HOW TO COMPLETE THIS TASK
Restate word for word the lines of the data below, from the first through the one that has "pub struct DownloadSettingRecord".

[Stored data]

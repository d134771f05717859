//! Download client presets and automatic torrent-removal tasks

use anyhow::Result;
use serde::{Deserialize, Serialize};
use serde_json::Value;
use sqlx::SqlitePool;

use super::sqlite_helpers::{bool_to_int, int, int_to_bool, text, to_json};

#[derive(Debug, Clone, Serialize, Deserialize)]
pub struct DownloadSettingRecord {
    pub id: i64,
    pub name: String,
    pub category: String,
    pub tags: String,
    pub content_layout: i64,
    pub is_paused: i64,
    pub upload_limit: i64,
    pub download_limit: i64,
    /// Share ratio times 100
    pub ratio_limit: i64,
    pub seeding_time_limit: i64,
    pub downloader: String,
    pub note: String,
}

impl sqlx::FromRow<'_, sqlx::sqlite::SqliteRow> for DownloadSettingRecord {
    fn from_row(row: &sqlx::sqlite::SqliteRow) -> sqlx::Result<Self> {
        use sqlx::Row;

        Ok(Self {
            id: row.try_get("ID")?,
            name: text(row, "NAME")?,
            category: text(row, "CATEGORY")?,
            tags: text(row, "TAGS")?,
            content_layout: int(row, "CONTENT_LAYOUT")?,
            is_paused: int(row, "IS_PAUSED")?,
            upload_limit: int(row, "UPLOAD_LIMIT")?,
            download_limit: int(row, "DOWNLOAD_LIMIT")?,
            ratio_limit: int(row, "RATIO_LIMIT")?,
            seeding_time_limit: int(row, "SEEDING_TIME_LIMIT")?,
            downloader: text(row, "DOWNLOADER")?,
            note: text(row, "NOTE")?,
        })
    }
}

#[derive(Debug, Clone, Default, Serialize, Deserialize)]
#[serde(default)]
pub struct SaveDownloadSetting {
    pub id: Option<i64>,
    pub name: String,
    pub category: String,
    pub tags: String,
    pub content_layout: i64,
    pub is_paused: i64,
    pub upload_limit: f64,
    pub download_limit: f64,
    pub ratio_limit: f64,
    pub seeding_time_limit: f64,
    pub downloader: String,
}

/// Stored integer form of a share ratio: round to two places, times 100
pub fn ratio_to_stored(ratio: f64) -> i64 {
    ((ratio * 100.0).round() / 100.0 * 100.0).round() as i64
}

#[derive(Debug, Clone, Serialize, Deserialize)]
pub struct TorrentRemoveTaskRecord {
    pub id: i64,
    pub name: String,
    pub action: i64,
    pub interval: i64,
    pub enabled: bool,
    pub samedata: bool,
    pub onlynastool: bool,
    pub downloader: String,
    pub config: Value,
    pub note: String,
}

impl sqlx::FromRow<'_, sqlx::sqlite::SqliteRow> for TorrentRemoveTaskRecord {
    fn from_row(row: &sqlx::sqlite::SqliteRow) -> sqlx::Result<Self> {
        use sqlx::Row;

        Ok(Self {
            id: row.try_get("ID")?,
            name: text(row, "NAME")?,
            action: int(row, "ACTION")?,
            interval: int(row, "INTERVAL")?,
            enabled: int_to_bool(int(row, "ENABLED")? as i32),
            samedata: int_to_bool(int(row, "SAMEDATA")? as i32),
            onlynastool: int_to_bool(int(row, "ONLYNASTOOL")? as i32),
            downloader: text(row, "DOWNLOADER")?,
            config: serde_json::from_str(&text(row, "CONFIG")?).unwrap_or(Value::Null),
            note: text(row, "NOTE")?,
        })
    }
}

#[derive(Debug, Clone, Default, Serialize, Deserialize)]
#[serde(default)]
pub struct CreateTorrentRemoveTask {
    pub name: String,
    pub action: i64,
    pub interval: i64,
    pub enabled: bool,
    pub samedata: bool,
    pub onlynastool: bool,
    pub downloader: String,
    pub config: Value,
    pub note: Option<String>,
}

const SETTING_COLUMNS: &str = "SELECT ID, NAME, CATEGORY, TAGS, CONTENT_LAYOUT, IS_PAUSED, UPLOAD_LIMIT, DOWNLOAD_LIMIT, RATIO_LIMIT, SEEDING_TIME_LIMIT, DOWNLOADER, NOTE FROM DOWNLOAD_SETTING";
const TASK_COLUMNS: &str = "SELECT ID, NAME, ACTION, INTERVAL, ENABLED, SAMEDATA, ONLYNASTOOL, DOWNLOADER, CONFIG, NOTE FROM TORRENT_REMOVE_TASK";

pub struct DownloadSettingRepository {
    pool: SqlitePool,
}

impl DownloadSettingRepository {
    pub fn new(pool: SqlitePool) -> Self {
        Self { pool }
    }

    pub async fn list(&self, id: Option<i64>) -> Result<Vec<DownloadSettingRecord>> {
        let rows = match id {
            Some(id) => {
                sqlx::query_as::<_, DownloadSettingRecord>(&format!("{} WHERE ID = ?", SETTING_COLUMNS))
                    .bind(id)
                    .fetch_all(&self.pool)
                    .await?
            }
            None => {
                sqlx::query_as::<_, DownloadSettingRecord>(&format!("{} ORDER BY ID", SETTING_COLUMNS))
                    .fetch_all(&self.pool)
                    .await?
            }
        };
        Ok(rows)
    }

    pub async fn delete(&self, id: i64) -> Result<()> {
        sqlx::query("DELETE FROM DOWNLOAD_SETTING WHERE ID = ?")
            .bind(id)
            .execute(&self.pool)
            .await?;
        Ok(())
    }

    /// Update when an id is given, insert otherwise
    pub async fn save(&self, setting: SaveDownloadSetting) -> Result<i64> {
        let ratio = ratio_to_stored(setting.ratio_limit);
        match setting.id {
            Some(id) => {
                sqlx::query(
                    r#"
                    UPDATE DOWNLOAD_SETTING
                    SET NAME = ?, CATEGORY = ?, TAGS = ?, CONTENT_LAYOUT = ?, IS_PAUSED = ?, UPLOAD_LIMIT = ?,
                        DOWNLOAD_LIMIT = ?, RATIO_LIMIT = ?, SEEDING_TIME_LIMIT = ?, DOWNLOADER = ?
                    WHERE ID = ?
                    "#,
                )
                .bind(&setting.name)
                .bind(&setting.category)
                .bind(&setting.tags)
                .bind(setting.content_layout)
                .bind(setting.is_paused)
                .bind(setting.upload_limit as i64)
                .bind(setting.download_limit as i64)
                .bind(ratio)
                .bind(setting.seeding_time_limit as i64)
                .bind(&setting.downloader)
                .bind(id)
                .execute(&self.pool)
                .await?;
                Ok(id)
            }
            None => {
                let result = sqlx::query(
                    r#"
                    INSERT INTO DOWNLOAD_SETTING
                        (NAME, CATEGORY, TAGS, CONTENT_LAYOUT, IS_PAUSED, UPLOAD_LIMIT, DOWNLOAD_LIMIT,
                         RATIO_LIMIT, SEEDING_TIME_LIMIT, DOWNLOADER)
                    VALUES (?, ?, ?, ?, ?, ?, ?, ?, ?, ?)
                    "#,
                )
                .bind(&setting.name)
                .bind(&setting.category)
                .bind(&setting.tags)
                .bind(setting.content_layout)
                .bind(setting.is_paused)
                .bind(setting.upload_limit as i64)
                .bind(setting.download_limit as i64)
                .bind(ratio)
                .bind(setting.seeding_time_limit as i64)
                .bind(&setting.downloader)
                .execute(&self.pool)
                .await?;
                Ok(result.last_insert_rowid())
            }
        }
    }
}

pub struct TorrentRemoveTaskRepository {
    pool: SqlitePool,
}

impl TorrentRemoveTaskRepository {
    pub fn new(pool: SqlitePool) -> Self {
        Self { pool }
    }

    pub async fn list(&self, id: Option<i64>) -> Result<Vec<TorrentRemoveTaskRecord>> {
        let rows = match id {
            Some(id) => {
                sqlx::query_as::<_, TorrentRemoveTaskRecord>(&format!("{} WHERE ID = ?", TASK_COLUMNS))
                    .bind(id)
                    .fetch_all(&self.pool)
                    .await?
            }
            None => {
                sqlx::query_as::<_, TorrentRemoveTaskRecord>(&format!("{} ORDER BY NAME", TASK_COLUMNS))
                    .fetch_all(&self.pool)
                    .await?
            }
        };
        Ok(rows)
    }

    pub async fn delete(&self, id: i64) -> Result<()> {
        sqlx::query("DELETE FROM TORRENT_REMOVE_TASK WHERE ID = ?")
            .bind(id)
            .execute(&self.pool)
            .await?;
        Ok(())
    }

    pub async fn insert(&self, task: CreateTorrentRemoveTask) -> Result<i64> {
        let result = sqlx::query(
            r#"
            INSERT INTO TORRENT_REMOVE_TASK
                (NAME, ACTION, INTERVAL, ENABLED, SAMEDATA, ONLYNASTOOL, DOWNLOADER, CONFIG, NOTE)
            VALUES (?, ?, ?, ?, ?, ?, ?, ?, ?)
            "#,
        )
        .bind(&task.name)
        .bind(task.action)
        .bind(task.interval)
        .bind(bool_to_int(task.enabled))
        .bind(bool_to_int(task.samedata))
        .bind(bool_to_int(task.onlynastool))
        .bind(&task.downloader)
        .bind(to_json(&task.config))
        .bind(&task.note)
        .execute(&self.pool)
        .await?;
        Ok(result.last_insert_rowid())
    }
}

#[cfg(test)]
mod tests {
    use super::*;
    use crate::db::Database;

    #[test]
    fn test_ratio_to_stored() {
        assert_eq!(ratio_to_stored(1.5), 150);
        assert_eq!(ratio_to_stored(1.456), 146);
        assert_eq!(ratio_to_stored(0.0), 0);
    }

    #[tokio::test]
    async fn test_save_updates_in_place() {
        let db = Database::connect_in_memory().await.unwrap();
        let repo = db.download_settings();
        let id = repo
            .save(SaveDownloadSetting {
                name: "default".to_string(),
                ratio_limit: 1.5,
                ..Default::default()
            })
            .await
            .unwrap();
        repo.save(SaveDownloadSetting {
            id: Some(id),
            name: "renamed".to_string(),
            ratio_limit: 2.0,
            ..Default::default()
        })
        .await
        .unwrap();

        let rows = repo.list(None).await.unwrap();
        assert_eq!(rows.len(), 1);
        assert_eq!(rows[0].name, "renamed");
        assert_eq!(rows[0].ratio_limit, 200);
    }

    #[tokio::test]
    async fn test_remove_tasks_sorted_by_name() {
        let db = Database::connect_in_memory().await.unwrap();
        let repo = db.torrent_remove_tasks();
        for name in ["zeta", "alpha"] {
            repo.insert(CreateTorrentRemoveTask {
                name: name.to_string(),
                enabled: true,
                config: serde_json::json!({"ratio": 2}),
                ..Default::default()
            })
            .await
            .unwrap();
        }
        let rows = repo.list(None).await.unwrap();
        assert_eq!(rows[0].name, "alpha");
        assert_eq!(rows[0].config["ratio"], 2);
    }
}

EXPECTED ANSWER
repository d134771f05717859
//! Download client presets and automatic torrent-removal tasks

use anyhow::Result;
use serde::{Deserialize, Serialize};
use serde_json::Value;
use sqlx::SqlitePool;

use super::sqlite_helpers::{bool_to_int, int, int_to_bool, text, to_json};

#[derive(Debug, Clone, Serialize, Deserialize)]
pub struct DownloadSettingRecord {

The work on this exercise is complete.